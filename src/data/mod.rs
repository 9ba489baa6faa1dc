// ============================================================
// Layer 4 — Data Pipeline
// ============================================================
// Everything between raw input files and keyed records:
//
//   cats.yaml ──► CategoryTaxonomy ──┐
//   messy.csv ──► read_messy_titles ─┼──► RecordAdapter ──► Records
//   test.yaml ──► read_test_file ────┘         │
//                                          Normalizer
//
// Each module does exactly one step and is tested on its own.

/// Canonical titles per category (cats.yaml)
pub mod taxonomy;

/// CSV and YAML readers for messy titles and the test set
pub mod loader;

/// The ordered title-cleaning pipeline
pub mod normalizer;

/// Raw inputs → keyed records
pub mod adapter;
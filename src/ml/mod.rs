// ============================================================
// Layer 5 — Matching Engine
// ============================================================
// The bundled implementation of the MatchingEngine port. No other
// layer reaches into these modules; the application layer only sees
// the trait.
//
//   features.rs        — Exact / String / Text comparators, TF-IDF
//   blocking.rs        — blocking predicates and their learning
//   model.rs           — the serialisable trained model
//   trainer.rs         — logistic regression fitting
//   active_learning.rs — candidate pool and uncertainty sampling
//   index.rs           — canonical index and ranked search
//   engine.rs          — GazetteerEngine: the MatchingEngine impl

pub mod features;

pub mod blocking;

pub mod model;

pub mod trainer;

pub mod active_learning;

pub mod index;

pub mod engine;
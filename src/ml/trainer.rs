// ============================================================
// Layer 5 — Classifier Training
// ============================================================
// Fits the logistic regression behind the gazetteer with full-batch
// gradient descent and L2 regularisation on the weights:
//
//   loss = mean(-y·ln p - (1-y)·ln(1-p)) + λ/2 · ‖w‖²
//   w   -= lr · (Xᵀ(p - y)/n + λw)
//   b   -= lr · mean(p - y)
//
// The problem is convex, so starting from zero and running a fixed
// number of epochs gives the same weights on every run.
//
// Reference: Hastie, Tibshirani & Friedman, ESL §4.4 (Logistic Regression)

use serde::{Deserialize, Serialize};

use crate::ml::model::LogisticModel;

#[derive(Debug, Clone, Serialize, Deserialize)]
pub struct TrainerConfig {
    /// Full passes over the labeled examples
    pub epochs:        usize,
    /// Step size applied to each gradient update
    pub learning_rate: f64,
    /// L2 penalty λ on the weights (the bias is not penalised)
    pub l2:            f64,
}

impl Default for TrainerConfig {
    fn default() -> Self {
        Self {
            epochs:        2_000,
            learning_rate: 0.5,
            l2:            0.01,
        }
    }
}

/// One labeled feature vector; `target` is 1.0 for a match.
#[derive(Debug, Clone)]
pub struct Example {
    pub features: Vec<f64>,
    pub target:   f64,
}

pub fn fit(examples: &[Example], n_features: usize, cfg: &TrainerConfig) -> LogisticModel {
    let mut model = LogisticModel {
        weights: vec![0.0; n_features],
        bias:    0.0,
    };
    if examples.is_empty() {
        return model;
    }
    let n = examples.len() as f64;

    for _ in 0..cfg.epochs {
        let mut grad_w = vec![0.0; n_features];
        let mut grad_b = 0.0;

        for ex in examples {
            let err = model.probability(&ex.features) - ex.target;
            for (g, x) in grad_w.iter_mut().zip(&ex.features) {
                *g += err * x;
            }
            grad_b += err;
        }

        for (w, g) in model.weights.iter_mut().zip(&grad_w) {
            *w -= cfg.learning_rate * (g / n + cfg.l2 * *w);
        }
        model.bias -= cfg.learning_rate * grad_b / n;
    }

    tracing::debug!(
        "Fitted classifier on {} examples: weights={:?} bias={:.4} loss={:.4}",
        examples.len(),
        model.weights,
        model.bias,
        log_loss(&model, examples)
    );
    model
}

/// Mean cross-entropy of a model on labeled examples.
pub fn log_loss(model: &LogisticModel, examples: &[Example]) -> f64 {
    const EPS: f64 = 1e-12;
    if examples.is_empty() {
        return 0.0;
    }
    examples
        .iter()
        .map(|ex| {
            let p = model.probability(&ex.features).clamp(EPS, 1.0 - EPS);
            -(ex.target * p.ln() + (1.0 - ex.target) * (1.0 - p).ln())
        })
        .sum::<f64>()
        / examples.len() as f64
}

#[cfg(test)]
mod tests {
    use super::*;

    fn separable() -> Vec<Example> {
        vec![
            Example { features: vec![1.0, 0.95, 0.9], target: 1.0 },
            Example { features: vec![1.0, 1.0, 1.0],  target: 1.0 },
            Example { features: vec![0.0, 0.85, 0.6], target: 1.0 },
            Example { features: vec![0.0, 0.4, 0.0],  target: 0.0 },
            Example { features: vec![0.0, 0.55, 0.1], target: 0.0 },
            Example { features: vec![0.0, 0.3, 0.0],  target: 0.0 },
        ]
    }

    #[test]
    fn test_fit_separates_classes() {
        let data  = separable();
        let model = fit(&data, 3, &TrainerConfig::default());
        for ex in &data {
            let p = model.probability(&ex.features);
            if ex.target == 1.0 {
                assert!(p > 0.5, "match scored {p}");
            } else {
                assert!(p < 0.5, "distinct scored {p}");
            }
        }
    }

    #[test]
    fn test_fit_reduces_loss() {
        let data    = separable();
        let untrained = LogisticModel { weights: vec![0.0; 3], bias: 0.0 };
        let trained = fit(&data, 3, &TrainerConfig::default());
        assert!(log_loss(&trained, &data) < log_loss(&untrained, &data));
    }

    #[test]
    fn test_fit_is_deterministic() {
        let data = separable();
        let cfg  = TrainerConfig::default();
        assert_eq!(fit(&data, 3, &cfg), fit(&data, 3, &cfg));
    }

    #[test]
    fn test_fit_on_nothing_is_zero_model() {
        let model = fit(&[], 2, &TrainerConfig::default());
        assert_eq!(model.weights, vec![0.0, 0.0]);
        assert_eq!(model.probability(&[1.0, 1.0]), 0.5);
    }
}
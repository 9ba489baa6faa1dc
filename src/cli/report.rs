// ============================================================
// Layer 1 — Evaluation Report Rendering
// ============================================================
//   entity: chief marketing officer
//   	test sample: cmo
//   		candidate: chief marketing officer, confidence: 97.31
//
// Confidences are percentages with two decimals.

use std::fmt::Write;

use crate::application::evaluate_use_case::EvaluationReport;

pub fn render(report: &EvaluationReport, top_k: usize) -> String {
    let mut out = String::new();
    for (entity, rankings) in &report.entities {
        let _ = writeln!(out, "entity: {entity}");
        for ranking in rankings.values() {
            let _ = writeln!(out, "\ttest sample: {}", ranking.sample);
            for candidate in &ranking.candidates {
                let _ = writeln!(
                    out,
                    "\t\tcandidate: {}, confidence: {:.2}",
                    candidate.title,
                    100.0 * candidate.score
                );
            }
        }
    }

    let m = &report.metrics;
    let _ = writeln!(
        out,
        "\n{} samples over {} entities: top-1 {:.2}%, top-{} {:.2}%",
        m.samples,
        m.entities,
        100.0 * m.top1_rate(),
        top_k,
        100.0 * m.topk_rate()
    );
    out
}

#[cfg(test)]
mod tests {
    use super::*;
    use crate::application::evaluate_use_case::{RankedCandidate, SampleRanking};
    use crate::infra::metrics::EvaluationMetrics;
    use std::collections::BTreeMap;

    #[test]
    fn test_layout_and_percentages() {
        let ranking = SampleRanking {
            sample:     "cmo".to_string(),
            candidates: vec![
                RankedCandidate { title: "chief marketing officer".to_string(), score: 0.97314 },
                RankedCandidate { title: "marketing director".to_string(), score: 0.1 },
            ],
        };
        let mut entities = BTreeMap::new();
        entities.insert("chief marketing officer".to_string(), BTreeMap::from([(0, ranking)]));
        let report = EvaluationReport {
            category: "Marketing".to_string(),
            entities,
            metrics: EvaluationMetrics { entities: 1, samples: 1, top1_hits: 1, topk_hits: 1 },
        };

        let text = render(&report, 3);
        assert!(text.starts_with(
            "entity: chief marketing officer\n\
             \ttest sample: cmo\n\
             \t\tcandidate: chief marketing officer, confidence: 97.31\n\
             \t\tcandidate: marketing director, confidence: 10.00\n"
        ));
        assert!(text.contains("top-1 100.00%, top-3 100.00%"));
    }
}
========================================
(EXERCISE):
Locate all lines in the listing above with the word "labeled" and copy them.

(SOLUTION FOR THIS PROBLEM):
    /// Full passes over the labeled examples
/// One labeled feature vector; `target` is 1.0 for a match.
/// Mean cross-entropy of a model on labeled examples.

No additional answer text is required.